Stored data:
=-=-=

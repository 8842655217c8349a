// Intake HTTP server
//
// Thin axum front for the assessment pipeline: validates the intake record,
// runs the assessment and maps failures to JSON error bodies.

use std::net::SocketAddr;
use std::sync::Arc;

use axum::extract::rejection::JsonRejection;
use axum::extract::{DefaultBodyLimit, State};
use axum::http::{HeaderValue, Method, StatusCode};
use axum::response::{IntoResponse, Response};
use axum::routing::{get, post};
use axum::{Json, Router};
use intake_core::{AssessmentEnvelope, AssessmentPipeline, PatientIntakeRecord};
use serde::Serialize;
use thiserror::Error;
use tower_http::cors::{AllowOrigin, CorsLayer};
use tracing::{error, info, warn};

/// Largest accepted request body
pub const BODY_LIMIT_BYTES: usize = 1024 * 1024;

const INCOMPLETE_INPUT: &str = "ข้อมูลไม่ครบถ้วน";
const REQUIRED_FIELDS: &str =
    "ข้อมูลพื้นฐาน (ชื่อ, อายุ, เพศ, น้ำหนัก, ส่วนสูง, อาการ) เป็นสิ่งจำเป็น";
const SERVER_FAILURE: &str = "เกิดข้อผิดพลาดรุนแรงบนเซิร์ฟเวอร์";

/// Listen address and allowed browser origins
#[derive(Debug, Clone, PartialEq, Eq)]
pub struct ServerConfig {
    pub addr: String,
    pub cors_origins: Vec<String>,
}

impl Default for ServerConfig {
    fn default() -> Self {
        Self {
            addr: "0.0.0.0:3001".to_string(),
            cors_origins: vec![
                "http://localhost:5173".to_string(),
                "http://localhost:3001".to_string(),
            ],
        }
    }
}

impl ServerConfig {
    /// `INTAKE_ADDR` and comma-separated `INTAKE_CORS_ORIGINS` over the defaults
    pub fn from_env() -> Self {
        let default = Self::default();
        Self {
            addr: std::env::var("INTAKE_ADDR")
                .ok()
                .filter(|s| !s.trim().is_empty())
                .unwrap_or(default.addr),
            cors_origins: std::env::var("INTAKE_CORS_ORIGINS")
                .ok()
                .map(|v| {
                    v.split(',')
                        .map(str::trim)
                        .filter(|s| !s.is_empty())
                        .map(String::from)
                        .collect::<Vec<_>>()
                })
                .filter(|origins| !origins.is_empty())
                .unwrap_or(default.cors_origins),
        }
    }

    pub fn socket_addr(&self) -> Result<SocketAddr, ServerError> {
        self.addr
            .parse()
            .map_err(|e| ServerError::Config(format!("invalid INTAKE_ADDR {}: {e}", self.addr)))
    }
}

#[derive(Error, Debug)]
pub enum ServerError {
    #[error("Configuration error: {0}")]
    Config(String),

    #[error(transparent)]
    Io(#[from] std::io::Error),
}

/// Shared handler state
#[derive(Clone)]
pub struct AppState {
    pub pipeline: Arc<AssessmentPipeline>,
}

impl AppState {
    pub fn new(pipeline: AssessmentPipeline) -> Self {
        Self {
            pipeline: Arc::new(pipeline),
        }
    }
}

/// Build the API router with CORS and the body limit applied
pub fn router(state: AppState, config: &ServerConfig) -> Router {
    Router::new()
        .route("/api/assess", post(assess_handler))
        .route("/api/health", get(health_handler))
        .layer(DefaultBodyLimit::max(BODY_LIMIT_BYTES))
        .layer(cors_layer(&config.cors_origins))
        .with_state(state)
}

fn cors_layer(origins: &[String]) -> CorsLayer {
    let origins = origins
        .iter()
        .filter_map(|o| match HeaderValue::from_str(o) {
            Ok(v) => Some(v),
            Err(_) => {
                warn!(target: "intake_server", origin = %o, "Ignoring invalid CORS origin");
                None
            }
        })
        .collect::<Vec<_>>();
    CorsLayer::new()
        .allow_origin(AllowOrigin::list(origins))
        .allow_methods([Method::GET, Method::POST])
        .allow_headers([axum::http::header::CONTENT_TYPE])
}

/// Bind `config.addr` and serve until the process is stopped
pub async fn serve(state: AppState, config: ServerConfig) -> Result<(), ServerError> {
    let addr = config.socket_addr()?;
    let app = router(state, &config);

    let listener = tokio::net::TcpListener::bind(addr).await?;
    info!(
        target: "intake_server",
        url = %format!("http://{}", addr),
        "Intake server ready"
    );

    axum::serve(listener, app).await?;
    Ok(())
}

/// JSON error body shared by all failure responses
#[derive(Debug, Serialize)]
struct ErrorBody {
    error: &'static str,
    details: String,
}

/// Handler failures mapped onto status codes
#[derive(Debug)]
enum ApiError {
    BadRequest,
    Internal(String),
}

impl IntoResponse for ApiError {
    fn into_response(self) -> Response {
        let (status, body) = match self {
            ApiError::BadRequest => (
                StatusCode::BAD_REQUEST,
                ErrorBody {
                    error: INCOMPLETE_INPUT,
                    details: REQUIRED_FIELDS.to_string(),
                },
            ),
            ApiError::Internal(details) => (
                StatusCode::INTERNAL_SERVER_ERROR,
                ErrorBody {
                    error: SERVER_FAILURE,
                    details,
                },
            ),
        };
        (status, Json(body)).into_response()
    }
}

async fn assess_handler(
    State(state): State<AppState>,
    payload: Result<Json<PatientIntakeRecord>, JsonRejection>,
) -> Result<Json<AssessmentEnvelope>, ApiError> {
    let Json(record) = payload.map_err(|e| {
        warn!(target: "intake_server", error = %e, "Rejected assessment request body");
        ApiError::BadRequest
    })?;

    if let Err(e) = record.validate() {
        warn!(target: "intake_server", error = %e, "Rejected incomplete intake record");
        return Err(ApiError::BadRequest);
    }

    info!(target: "intake_server", "Assessment requested");
    match state.pipeline.assess(&record).await {
        Ok(envelope) => Ok(Json(envelope)),
        Err(e) => {
            error!(target: "intake_server", error = %e, "Assessment failed");
            Err(ApiError::Internal(e.to_string()))
        }
    }
}

async fn health_handler() -> impl IntoResponse {
    Json(serde_json::json!({ "status": "ok" }))
}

=-=-=

Task:
Put down each entry again, unchanged and complete.

Answer for the task:
repository 8842655217c8349a
// Intake HTTP server
//
// Thin axum front for the assessment pipeline: validates the intake record,
// runs the assessment and maps failures to JSON error bodies.

use std::net::SocketAddr;
use std::sync::Arc;

use axum::extract::rejection::JsonRejection;
use axum::extract::{DefaultBodyLimit, State};
use axum::http::{HeaderValue, Method, StatusCode};
use axum::response::{IntoResponse, Response};
use axum::routing::{get, post};
use axum::{Json, Router};
use intake_core::{AssessmentEnvelope, AssessmentPipeline, PatientIntakeRecord};
use serde::Serialize;
use thiserror::Error;
use tower_http::cors::{AllowOrigin, CorsLayer};
use tracing::{error, info, warn};

/// Largest accepted request body
pub const BODY_LIMIT_BYTES: usize = 1024 * 1024;

const INCOMPLETE_INPUT: &str = "ข้อมูลไม่ครบถ้วน";
const REQUIRED_FIELDS: &str =
    "ข้อมูลพื้นฐาน (ชื่อ, อายุ, เพศ, น้ำหนัก, ส่วนสูง, อาการ) เป็นสิ่งจำเป็น";
const SERVER_FAILURE: &str = "เกิดข้อผิดพลาดรุนแรงบนเซิร์ฟเวอร์";

/// Listen address and allowed browser origins
#[derive(Debug, Clone, PartialEq, Eq)]
pub struct ServerConfig {
    pub addr: String,
    pub cors_origins: Vec<String>,
}

impl Default for ServerConfig {
    fn default() -> Self {
        Self {
            addr: "0.0.0.0:3001".to_string(),
            cors_origins: vec![
                "http://localhost:5173".to_string(),
                "http://localhost:3001".to_string(),
            ],
        }
    }
}

impl ServerConfig {
    /// `INTAKE_ADDR` and comma-separated `INTAKE_CORS_ORIGINS` over the defaults
    pub fn from_env() -> Self {
        let default = Self::default();
        Self {
            addr: std::env::var("INTAKE_ADDR")
                .ok()
                .filter(|s| !s.trim().is_empty())
                .unwrap_or(default.addr),
            cors_origins: std::env::var("INTAKE_CORS_ORIGINS")
                .ok()
                .map(|v| {
                    v.split(',')
                        .map(str::trim)
                        .filter(|s| !s.is_empty())
                        .map(String::from)
                        .collect::<Vec<_>>()
                })
                .filter(|origins| !origins.is_empty())
                .unwrap_or(default.cors_origins),
        }
    }

    pub fn socket_addr(&self) -> Result<SocketAddr, ServerError> {
        self.addr
            .parse()
            .map_err(|e| ServerError::Config(format!("invalid INTAKE_ADDR {}: {e}", self.addr)))
    }
}

#[derive(Error, Debug)]
pub enum ServerError {
    #[error("Configuration error: {0}")]
    Config(String),

    #[error(transparent)]
    Io(#[from] std::io::Error),
}

/// Shared handler state
#[derive(Clone)]
pub struct AppState {
    pub pipeline: Arc<AssessmentPipeline>,
}

impl AppState {
    pub fn new(pipeline: AssessmentPipeline) -> Self {
        Self {
            pipeline: Arc::new(pipeline),
        }
    }
}

/// Build the API router with CORS and the body limit applied
pub fn router(state: AppState, config: &ServerConfig) -> Router {
    Router::new()
        .route("/api/assess", post(assess_handler))
        .route("/api/health", get(health_handler))
        .layer(DefaultBodyLimit::max(BODY_LIMIT_BYTES))
        .layer(cors_layer(&config.cors_origins))
        .with_state(state)
}

fn cors_layer(origins: &[String]) -> CorsLayer {
    let origins = origins
        .iter()
        .filter_map(|o| match HeaderValue::from_str(o) {
            Ok(v) => Some(v),
            Err(_) => {
                warn!(target: "intake_server", origin = %o, "Ignoring invalid CORS origin");
                None
            }
        })
        .collect::<Vec<_>>();
    CorsLayer::new()
        .allow_origin(AllowOrigin::list(origins))
        .allow_methods([Method::GET, Method::POST])
        .allow_headers([axum::http::header::CONTENT_TYPE])
}

/// Bind `config.addr` and serve until the process is stopped
pub async fn serve(state: AppState, config: ServerConfig) -> Result<(), ServerError> {
    let addr = config.socket_addr()?;
    let app = router(state, &config);

    let listener = tokio::net::TcpListener::bind(addr).await?;
    info!(
        target: "intake_server",
        url = %format!("http://{}", addr),
        "Intake server ready"
    );

    axum::serve(listener, app).await?;
    Ok(())
}

/// JSON error body shared by all failure responses
#[derive(Debug, Serialize)]
struct ErrorBody {
    error: &'static str,
    details: String,
}

/// Handler failures mapped onto status codes
#[derive(Debug)]
enum ApiError {
    BadRequest,
    Internal(String),
}

impl IntoResponse for ApiError {
    fn into_response(self) -> Response {
        let (status, body) = match self {
            ApiError::BadRequest => (
                StatusCode::BAD_REQUEST,
                ErrorBody {
                    error: INCOMPLETE_INPUT,
                    details: REQUIRED_FIELDS.to_string(),
                },
            ),
            ApiError::Internal(details) => (
                StatusCode::INTERNAL_SERVER_ERROR,
                ErrorBody {
                    error: SERVER_FAILURE,
                    details,
                },
            ),
        };
        (status, Json(body)).into_response()
    }
}

async fn assess_handler(
    State(state): State<AppState>,
    payload: Result<Json<PatientIntakeRecord>, JsonRejection>,
) -> Result<Json<AssessmentEnvelope>, ApiError> {
    let Json(record) = payload.map_err(|e| {
        warn!(target: "intake_server", error = %e, "Rejected assessment request body");
        ApiError::BadRequest
    })?;

    if let Err(e) = record.validate() {
        warn!(target: "intake_server", error = %e, "Rejected incomplete intake record");
        return Err(ApiError::BadRequest);
    }

    info!(target: "intake_server", "Assessment requested");
    match state.pipeline.assess(&record).await {
        Ok(envelope) => Ok(Json(envelope)),
        Err(e) => {
            error!(target: "intake_server", error = %e, "Assessment failed");
            Err(ApiError::Internal(e.to_string()))
        }
    }
}

async fn health_handler() -> impl IntoResponse {
    Json(serde_json::json!({ "status": "ok" }))
}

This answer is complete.